╭──

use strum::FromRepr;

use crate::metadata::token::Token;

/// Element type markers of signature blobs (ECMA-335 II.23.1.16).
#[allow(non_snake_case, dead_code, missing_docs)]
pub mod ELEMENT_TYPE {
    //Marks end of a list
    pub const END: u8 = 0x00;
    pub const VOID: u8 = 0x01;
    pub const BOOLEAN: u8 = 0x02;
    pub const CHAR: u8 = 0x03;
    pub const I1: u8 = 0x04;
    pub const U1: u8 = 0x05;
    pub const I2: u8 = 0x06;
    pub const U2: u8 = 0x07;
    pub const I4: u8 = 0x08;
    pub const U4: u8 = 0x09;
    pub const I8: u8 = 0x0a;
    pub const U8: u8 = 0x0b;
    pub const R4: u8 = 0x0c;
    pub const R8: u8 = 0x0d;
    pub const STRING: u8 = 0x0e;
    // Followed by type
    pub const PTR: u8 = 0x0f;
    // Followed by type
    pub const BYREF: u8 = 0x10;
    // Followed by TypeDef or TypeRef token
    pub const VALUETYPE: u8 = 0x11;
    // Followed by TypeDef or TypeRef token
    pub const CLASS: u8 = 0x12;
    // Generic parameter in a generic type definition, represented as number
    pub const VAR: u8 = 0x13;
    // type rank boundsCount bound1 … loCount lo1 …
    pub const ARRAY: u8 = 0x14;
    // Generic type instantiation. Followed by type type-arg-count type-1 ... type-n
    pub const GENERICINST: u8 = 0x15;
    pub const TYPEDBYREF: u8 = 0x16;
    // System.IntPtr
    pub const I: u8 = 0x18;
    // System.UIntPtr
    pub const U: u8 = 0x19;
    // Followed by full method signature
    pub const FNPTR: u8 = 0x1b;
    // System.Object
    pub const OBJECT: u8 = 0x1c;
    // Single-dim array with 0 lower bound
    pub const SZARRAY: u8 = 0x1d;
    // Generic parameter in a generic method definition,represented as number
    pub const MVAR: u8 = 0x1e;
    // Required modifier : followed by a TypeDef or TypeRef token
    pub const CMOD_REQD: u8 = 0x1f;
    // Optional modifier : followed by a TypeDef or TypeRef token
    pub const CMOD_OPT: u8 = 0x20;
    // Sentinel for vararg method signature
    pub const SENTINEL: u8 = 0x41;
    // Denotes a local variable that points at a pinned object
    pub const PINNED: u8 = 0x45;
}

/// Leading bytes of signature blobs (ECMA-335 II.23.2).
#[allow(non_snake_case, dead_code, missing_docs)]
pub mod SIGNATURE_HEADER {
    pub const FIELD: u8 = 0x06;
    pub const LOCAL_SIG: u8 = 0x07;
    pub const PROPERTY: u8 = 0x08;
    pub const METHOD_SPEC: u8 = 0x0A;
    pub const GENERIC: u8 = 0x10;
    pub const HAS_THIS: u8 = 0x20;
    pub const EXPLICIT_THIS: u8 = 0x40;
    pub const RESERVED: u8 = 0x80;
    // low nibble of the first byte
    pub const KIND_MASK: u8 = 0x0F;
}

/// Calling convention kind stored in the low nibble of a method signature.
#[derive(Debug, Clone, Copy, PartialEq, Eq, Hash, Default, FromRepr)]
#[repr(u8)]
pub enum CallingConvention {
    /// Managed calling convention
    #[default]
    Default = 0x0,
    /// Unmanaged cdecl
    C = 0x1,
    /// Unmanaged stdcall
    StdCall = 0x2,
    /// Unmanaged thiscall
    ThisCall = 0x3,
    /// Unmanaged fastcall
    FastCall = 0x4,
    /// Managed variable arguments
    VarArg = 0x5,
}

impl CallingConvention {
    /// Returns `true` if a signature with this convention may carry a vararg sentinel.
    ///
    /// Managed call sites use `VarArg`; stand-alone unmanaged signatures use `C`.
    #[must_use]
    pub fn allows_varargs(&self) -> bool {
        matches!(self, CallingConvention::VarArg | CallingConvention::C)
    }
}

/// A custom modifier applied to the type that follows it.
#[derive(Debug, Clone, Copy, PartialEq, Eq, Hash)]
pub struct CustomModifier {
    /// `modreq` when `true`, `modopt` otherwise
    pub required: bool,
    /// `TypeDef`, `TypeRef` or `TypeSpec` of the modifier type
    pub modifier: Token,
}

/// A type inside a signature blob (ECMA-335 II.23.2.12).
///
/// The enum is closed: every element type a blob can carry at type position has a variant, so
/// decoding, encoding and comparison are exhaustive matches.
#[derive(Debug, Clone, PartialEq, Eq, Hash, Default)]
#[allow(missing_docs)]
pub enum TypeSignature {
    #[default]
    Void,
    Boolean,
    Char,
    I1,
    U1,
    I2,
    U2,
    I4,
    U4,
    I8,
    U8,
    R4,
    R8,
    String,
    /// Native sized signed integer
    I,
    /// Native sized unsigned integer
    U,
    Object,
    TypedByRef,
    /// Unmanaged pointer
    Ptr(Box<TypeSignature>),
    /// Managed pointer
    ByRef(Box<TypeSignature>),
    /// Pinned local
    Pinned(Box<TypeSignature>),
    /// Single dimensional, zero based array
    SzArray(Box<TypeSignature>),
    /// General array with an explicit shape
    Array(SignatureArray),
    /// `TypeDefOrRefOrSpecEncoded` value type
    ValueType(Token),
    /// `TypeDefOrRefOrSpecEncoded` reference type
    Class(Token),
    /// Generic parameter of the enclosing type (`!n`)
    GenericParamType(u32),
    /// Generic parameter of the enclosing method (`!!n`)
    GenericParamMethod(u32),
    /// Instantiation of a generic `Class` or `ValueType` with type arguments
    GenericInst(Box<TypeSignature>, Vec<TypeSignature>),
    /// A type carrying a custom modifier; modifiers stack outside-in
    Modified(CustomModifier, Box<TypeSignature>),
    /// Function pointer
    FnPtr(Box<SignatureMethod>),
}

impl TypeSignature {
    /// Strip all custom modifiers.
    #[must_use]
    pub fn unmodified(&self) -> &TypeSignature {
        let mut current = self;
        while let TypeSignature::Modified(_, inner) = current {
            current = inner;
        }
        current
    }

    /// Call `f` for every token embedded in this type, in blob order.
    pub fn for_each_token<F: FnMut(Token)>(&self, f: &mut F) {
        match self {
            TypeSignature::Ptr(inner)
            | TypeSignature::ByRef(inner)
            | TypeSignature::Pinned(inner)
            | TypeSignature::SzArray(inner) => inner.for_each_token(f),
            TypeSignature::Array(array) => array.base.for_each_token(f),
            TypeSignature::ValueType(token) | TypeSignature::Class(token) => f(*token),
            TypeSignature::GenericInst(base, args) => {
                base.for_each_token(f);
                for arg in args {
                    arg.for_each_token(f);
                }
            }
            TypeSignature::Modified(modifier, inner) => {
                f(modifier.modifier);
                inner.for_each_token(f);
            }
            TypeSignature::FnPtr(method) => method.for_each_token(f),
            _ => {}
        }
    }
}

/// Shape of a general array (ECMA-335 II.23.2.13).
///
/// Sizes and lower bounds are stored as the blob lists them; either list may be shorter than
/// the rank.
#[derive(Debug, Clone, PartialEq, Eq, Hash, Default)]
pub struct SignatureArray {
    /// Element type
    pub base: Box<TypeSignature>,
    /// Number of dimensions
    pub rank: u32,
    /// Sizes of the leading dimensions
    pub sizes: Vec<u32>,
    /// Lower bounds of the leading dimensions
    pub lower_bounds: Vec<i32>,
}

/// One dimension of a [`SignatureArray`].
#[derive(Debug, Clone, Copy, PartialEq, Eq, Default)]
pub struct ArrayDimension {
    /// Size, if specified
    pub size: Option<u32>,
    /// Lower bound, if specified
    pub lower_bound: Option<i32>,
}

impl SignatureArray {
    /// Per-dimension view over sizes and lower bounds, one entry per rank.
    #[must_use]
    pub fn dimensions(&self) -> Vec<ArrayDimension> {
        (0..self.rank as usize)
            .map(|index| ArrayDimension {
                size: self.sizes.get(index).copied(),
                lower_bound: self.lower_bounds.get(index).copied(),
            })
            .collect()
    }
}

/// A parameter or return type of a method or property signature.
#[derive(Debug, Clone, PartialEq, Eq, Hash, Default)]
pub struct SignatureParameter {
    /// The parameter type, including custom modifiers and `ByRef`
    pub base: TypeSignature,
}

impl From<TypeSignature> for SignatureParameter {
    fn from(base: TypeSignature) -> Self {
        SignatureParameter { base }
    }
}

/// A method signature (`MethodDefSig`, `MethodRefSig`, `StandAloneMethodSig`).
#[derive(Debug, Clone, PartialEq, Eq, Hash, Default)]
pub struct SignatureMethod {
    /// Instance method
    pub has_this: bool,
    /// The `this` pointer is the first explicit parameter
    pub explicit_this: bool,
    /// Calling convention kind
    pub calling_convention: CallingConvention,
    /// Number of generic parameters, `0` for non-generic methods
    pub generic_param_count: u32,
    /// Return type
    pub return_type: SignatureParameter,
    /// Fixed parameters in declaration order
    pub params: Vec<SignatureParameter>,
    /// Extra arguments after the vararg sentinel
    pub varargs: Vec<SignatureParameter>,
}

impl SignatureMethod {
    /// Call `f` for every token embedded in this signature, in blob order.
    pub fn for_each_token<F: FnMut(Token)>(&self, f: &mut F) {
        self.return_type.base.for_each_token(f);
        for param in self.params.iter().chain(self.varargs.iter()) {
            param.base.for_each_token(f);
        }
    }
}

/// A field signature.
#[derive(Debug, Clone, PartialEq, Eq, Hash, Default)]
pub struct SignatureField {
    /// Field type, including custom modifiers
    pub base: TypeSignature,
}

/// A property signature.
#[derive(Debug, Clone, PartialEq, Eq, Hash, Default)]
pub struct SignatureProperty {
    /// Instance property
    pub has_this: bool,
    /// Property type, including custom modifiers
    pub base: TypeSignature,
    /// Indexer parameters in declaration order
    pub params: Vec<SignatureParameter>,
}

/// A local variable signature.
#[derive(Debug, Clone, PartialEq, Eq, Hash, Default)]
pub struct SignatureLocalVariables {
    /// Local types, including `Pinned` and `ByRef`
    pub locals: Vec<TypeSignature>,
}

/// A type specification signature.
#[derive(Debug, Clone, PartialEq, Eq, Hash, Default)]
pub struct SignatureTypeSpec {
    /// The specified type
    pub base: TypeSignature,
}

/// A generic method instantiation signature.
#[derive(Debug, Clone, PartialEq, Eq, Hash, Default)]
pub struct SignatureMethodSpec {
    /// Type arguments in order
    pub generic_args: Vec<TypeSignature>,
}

╰──
╭──

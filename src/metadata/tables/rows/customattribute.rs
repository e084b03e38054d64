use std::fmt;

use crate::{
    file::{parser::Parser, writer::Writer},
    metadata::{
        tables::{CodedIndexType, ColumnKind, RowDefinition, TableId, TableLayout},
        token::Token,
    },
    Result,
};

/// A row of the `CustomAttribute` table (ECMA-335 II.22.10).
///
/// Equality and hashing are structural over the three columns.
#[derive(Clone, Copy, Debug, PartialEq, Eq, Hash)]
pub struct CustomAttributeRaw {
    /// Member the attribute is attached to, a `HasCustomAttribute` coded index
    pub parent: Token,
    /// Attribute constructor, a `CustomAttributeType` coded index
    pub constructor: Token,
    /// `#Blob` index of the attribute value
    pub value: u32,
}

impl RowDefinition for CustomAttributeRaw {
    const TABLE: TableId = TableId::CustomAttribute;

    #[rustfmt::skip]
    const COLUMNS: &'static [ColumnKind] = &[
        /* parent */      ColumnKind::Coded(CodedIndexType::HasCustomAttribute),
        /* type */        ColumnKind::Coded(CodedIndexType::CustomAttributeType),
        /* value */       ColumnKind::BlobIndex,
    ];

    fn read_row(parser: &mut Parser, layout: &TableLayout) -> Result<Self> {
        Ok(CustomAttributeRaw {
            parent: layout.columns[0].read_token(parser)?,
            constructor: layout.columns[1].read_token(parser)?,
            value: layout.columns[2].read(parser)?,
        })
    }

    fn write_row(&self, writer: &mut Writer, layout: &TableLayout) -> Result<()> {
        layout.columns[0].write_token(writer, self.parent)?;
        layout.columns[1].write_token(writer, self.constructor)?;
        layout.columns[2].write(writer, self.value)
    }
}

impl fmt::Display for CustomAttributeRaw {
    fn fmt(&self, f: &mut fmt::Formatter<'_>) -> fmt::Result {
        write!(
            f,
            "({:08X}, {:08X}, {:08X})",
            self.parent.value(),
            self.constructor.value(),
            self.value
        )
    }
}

╰──
╭──

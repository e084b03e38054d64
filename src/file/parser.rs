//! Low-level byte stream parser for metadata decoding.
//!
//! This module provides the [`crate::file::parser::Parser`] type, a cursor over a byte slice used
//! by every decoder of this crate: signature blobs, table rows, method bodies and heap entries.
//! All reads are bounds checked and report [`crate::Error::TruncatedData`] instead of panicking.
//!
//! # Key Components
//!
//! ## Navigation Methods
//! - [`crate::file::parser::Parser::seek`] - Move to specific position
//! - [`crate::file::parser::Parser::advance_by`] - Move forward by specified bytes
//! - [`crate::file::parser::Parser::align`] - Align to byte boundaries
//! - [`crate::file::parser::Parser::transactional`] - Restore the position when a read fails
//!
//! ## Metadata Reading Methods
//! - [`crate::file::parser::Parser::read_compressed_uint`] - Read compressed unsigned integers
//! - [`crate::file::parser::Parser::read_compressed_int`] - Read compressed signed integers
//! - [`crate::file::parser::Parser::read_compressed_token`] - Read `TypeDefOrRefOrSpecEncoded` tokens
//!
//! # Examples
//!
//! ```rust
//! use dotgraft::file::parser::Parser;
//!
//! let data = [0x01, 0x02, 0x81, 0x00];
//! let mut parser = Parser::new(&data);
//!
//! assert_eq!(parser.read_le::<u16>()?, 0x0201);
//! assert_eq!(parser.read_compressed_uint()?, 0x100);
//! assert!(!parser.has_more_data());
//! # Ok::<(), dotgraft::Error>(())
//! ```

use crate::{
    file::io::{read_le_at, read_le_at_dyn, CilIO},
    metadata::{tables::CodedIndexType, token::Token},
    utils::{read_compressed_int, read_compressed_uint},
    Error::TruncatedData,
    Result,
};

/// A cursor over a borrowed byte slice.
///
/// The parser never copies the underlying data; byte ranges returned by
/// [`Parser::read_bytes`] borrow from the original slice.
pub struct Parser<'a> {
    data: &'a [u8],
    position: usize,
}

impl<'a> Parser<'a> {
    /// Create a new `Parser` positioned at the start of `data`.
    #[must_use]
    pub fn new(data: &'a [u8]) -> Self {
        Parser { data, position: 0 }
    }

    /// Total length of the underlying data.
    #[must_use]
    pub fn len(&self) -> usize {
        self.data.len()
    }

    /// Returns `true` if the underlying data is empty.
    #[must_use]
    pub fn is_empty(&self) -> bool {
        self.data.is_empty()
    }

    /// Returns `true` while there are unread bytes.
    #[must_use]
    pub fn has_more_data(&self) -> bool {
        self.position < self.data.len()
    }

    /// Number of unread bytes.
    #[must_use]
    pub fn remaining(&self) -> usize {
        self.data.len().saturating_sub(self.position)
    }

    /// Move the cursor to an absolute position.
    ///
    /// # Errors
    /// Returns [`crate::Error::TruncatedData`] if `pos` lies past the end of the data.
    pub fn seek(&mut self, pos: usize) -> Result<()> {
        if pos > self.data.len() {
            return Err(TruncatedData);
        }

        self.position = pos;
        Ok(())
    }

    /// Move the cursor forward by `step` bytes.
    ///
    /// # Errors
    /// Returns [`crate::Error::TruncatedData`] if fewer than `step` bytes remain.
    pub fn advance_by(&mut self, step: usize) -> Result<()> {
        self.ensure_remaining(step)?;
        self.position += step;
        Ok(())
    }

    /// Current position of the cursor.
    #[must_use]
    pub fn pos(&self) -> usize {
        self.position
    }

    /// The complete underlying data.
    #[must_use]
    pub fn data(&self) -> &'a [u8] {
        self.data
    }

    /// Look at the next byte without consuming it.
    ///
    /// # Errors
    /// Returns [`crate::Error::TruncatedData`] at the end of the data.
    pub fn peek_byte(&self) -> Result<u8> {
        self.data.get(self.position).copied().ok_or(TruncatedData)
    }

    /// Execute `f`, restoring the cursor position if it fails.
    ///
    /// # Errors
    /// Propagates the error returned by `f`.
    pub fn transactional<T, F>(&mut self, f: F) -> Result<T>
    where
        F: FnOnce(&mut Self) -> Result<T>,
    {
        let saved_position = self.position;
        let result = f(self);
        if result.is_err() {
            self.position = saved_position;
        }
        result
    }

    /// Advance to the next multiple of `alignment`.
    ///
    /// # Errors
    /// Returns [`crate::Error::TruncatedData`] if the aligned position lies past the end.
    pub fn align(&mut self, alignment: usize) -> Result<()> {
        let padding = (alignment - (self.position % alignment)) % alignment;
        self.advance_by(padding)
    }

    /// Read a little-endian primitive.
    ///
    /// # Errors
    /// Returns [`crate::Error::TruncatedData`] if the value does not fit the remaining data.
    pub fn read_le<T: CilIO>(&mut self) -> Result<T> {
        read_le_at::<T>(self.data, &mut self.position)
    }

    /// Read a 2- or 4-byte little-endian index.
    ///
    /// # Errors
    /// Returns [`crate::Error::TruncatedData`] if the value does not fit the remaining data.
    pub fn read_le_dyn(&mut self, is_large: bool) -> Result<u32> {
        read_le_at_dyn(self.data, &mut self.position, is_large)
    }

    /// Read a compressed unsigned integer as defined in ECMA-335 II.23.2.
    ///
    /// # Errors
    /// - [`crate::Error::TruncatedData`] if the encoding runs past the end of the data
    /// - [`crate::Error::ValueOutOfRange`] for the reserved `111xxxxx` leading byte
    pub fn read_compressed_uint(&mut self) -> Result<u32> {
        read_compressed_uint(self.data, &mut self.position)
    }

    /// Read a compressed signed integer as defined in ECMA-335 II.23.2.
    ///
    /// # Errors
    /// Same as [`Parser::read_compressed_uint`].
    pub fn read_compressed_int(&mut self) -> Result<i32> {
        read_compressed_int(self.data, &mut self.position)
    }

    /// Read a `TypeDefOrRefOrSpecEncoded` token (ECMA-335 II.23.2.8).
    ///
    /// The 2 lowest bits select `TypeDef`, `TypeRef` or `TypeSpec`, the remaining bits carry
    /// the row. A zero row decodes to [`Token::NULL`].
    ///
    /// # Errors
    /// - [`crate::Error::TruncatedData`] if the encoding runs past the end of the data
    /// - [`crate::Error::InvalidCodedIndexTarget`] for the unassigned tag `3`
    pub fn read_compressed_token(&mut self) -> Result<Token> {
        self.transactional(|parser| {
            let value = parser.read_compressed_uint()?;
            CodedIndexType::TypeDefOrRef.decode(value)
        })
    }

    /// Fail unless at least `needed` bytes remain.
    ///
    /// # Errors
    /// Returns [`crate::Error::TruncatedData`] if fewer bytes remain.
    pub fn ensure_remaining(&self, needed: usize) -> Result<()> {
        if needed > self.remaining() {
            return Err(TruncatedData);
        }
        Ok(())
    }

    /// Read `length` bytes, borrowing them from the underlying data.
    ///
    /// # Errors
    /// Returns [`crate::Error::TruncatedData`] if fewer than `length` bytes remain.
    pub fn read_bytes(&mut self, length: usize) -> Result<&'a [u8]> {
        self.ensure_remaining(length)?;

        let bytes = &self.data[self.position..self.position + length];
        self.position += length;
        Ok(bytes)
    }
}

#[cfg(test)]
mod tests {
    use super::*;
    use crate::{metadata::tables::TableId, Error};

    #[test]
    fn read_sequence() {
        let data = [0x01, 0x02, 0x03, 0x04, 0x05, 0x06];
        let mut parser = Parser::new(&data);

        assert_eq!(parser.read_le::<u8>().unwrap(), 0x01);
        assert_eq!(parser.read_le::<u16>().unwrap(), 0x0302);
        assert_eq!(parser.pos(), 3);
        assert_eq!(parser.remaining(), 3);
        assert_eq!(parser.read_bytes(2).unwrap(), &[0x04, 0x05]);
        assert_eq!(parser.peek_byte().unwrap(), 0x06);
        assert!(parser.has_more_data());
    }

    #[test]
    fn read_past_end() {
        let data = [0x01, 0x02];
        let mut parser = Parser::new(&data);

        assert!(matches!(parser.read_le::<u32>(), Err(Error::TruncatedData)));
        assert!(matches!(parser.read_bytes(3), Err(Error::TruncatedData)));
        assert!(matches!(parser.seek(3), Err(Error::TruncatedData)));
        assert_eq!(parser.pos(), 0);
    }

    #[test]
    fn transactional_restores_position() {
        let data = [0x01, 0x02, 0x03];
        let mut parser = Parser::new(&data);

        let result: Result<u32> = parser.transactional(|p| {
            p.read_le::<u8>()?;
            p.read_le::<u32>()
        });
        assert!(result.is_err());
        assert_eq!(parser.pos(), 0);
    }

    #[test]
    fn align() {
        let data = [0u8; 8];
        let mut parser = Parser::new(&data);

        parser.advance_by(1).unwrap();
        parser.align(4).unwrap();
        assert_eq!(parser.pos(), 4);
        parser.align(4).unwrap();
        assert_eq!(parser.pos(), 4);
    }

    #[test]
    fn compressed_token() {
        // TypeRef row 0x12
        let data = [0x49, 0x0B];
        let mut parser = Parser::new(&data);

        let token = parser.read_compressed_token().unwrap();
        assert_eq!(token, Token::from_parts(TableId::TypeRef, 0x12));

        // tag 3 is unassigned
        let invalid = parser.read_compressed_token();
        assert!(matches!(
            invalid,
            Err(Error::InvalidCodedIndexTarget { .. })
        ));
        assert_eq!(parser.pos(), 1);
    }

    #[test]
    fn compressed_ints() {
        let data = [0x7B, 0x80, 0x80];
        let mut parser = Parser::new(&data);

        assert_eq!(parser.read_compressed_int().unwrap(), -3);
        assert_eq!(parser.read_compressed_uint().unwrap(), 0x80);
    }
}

╰──

### Problem details
For the material above, reproduce exactly the lines from the line with "for non-generic methods" to the line with "pub struct SignatureField", inclusive, and exclude all others.

### Answer to the exercise
    /// Number of generic parameters, `0` for non-generic methods
    pub generic_param_count: u32,
    /// Return type
    pub return_type: SignatureParameter,
    /// Fixed parameters in declaration order
    pub params: Vec<SignatureParameter>,
    /// Extra arguments after the vararg sentinel
    pub varargs: Vec<SignatureParameter>,
}

impl SignatureMethod {
    /// Call `f` for every token embedded in this signature, in blob order.
    pub fn for_each_token<F: FnMut(Token)>(&self, f: &mut F) {
        self.return_type.base.for_each_token(f);
        for param in self.params.iter().chain(self.varargs.iter()) {
            param.base.for_each_token(f);
        }
    }
}

/// A field signature.
#[derive(Debug, Clone, PartialEq, Eq, Hash, Default)]
pub struct SignatureField {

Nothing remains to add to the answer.